David Boyd

Personal information
- Full name: David Boyd
- Born: 13 May 1966 (age 59)

Playing information
- Position: Second-row, Prop
Club
| Years | Team | Pld | T | G | FG | P |
| 1986–87 | Canterbury Bulldogs | 8 | 0 | 0 | 0 | 0 |
| 1988–93 | Newcastle Knights | 114 | 8 | 1 | 0 | 34 |
| 1993–94 | Halifax Blue Sox | 30 | 1 | 0 | 0 | 4 |
| 1995–96 | Western Reds | 35 | 1 | 0 | 0 | 4 |
| 1997–98 | Hull FC | 32 | 3 | 0 | 0 | 12 |
|  | Total | 219 | 13 | 1 | 0 | 54 |
- Source:

= David Boyd (rugby league) =

Australian rugby league footballer

David Boyd (born 13 May 1966) is a former professional rugby league footballer who played in the 1980s and 1990s. He played for the Canterbury-Bankstown Bulldogs from 1986 to 1987, he was part of the inaugural Newcastle Knights squad from 1988 to 1993 and then finished his career at the Western Reds from 1995 to 1996.

==Playing career==
Boyd made his debut for Canterbury-Bankstown in Round 12, 1986. Boyd played in the club's 4-2 grand final loss against Parramatta, with his high tackle on Parramatta's Ray Price resulting in a penalty goal for the Eels that proved to be their winning points. In 1988, Boyd joined Newcastle and was a foundation player of the club. Boyd played in the club's first ever game which ended in a 28–4 loss to Parramatta.
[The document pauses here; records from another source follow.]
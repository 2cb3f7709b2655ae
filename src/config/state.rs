// Application state module
// Everything a connection task needs, shared behind one Arc

use std::sync::atomic::AtomicUsize;

use hyper::header::HeaderValue;
use tracing::Dispatch;

use super::types::Config;
use crate::catalog::CatalogProxy;
use crate::logger::AccessLogFormat;

/// Application state
pub struct AppState {
    pub config: Config,
    pub proxy: CatalogProxy,
    /// Receives server-level events (connections, access log)
    pub dispatch: Dispatch,
    pub active_connections: AtomicUsize,
    pub access_log_format: AccessLogFormat,
    /// `Server` header value, absent when `http.server_name` is empty or not a valid header
    pub server_header: Option<HeaderValue>,
}

impl AppState {
    pub fn new(config: Config, proxy: CatalogProxy, dispatch: Dispatch) -> Self {
        let access_log_format = AccessLogFormat::parse(&config.logging.access_log_format);
        let server_header = Some(config.http.server_name.as_str())
            .filter(|name| !name.is_empty())
            .and_then(|name| HeaderValue::from_str(name).ok());

        Self {
            config,
            proxy,
            dispatch,
            active_connections: AtomicUsize::new(0),
            access_log_format,
            server_header,
        }
    }
}
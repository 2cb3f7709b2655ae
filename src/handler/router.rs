//! Request routing dispatch module
//!
//! Entry point for HTTP request processing, responsible for method validation,
//! exact path matching, and dispatching to the catalog handlers.

use std::convert::Infallible;
use std::sync::Arc;

use http_body_util::Limited;
use hyper::body::Body;
use hyper::header::{HeaderValue, CONTENT_LENGTH};
use hyper::{Method, Request, Response};

use crate::config::{AppState, RoutesConfig};
use crate::http::{self, BoxError, ProxyBody, QueryParams};

pub const ENTITY_FACETS_PATH: &str = "/catalog/entity-facets";
pub const ENTITIES_BY_QUERY_PATH: &str = "/catalog/entities/by-query";
pub const ENTITIES_BY_REFS_PATH: &str = "/catalog/entities/by-refs";

const ALLOW_READ: &str = "GET, HEAD, OPTIONS";
const ALLOW_WRITE: &str = "POST, OPTIONS";

/// Resolved route of an inbound request
#[derive(Debug, Clone, Copy, PartialEq, Eq)]
pub enum Route {
    Health,
    EntityFacets,
    EntitiesByQuery,
    EntitiesByRefs,
}

impl Route {
    /// Methods accepted on this route, as sent in `Allow`
    pub const fn allow(self) -> &'static str {
        match self {
            Self::EntitiesByRefs => ALLOW_WRITE,
            Self::Health | Self::EntityFacets | Self::EntitiesByQuery => ALLOW_READ,
        }
    }
}

/// Match a path exactly, after stripping the configured base path
///
/// Health probes are matched on the raw path so they stay reachable at the
/// root whatever the base path is.
pub fn resolve(path: &str, routes: &RoutesConfig) -> Option<Route> {
    if routes.health.enabled
        && (path == routes.health.liveness_path || path == routes.health.readiness_path)
    {
        return Some(Route::Health);
    }

    let path = if routes.base_path.is_empty() {
        path
    } else {
        path.strip_prefix(routes.base_path.as_str())?
    };

    match path {
        ENTITY_FACETS_PATH => Some(Route::EntityFacets),
        ENTITIES_BY_QUERY_PATH => Some(Route::EntitiesByQuery),
        ENTITIES_BY_REFS_PATH => Some(Route::EntitiesByRefs),
        _ => None,
    }
}

/// Main entry point for HTTP request handling
pub async fn handle_request<B>(
    req: Request<B>,
    state: Arc<AppState>,
) -> Result<Response<ProxyBody>, Infallible>
where
    B: Body,
    B::Error: Into<BoxError>,
{
    let enable_cors = state.config.http.enable_cors;

    let Some(route) = resolve(req.uri().path(), &state.config.routes) else {
        tracing::debug!(path = req.uri().path(), "No route");
        return Ok(with_cors(http::build_404_response(), enable_cors));
    };

    let method = req.method().clone();
    let response = match (&method, route) {
        (&Method::OPTIONS, _) => http::build_options_response(route.allow(), enable_cors),
        (&Method::GET | &Method::HEAD, Route::Health) => http::build_health_response("ok"),
        (&Method::GET | &Method::HEAD, Route::EntityFacets) => {
            let params = QueryParams::parse(req.uri().query());
            state.proxy.entity_facets(&params).await
        }
        (&Method::GET | &Method::HEAD, Route::EntitiesByQuery) => {
            let params = QueryParams::parse(req.uri().query());
            state.proxy.entities_by_query(&params).await
        }
        (&Method::POST, Route::EntitiesByRefs) => {
            let max_body_size = state.config.http.max_body_size;
            if let Some(resp) = check_body_size(&req, max_body_size) {
                return Ok(with_cors(resp, enable_cors));
            }
            let limit = usize::try_from(max_body_size).unwrap_or(usize::MAX);
            state
                .proxy
                .entities_by_refs(Limited::new(req.into_body(), limit))
                .await
        }
        (other, _) => {
            tracing::warn!("Method not allowed: {other}");
            http::build_405_response(route.allow())
        }
    };

    Ok(with_cors(response, enable_cors))
}

/// Validate Content-Length header and return 413 if exceeded
fn check_body_size<B>(req: &Request<B>, max_body_size: u64) -> Option<Response<ProxyBody>> {
    let content_length = req.headers().get(CONTENT_LENGTH)?;
    content_length.to_str().map_or_else(
        |_| {
            tracing::warn!("Content-Length header contains non-ASCII characters");
            None
        },
        |size_str| match size_str.parse::<u64>() {
            Ok(size) if size > max_body_size => {
                tracing::error!("Request body too large: {size} bytes (max: {max_body_size})");
                Some(http::build_413_response())
            }
            Err(_) => {
                tracing::warn!("Invalid Content-Length value: '{size_str}', skipping size check");
                None
            }
            _ => None,
        },
    )
}

fn with_cors(mut response: Response<ProxyBody>, enable_cors: bool) -> Response<ProxyBody> {
    if enable_cors {
        response
            .headers_mut()
            .insert("Access-Control-Allow-Origin", HeaderValue::from_static("*"));
    }
    response
}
In 1993, Boyd signed with English club Halifax Blue Sox and spent two seasons with them before returning to Australia in 1995 signing with newly admitted club the Western Reds.

Boyd played in the club's first-ever match, a 28–16 victory over St. George, scoring a try in the game. Boyd played with the club until the end of 1996. Between 1997 and 1998, Boyd played for Hull FC before retiring from the game.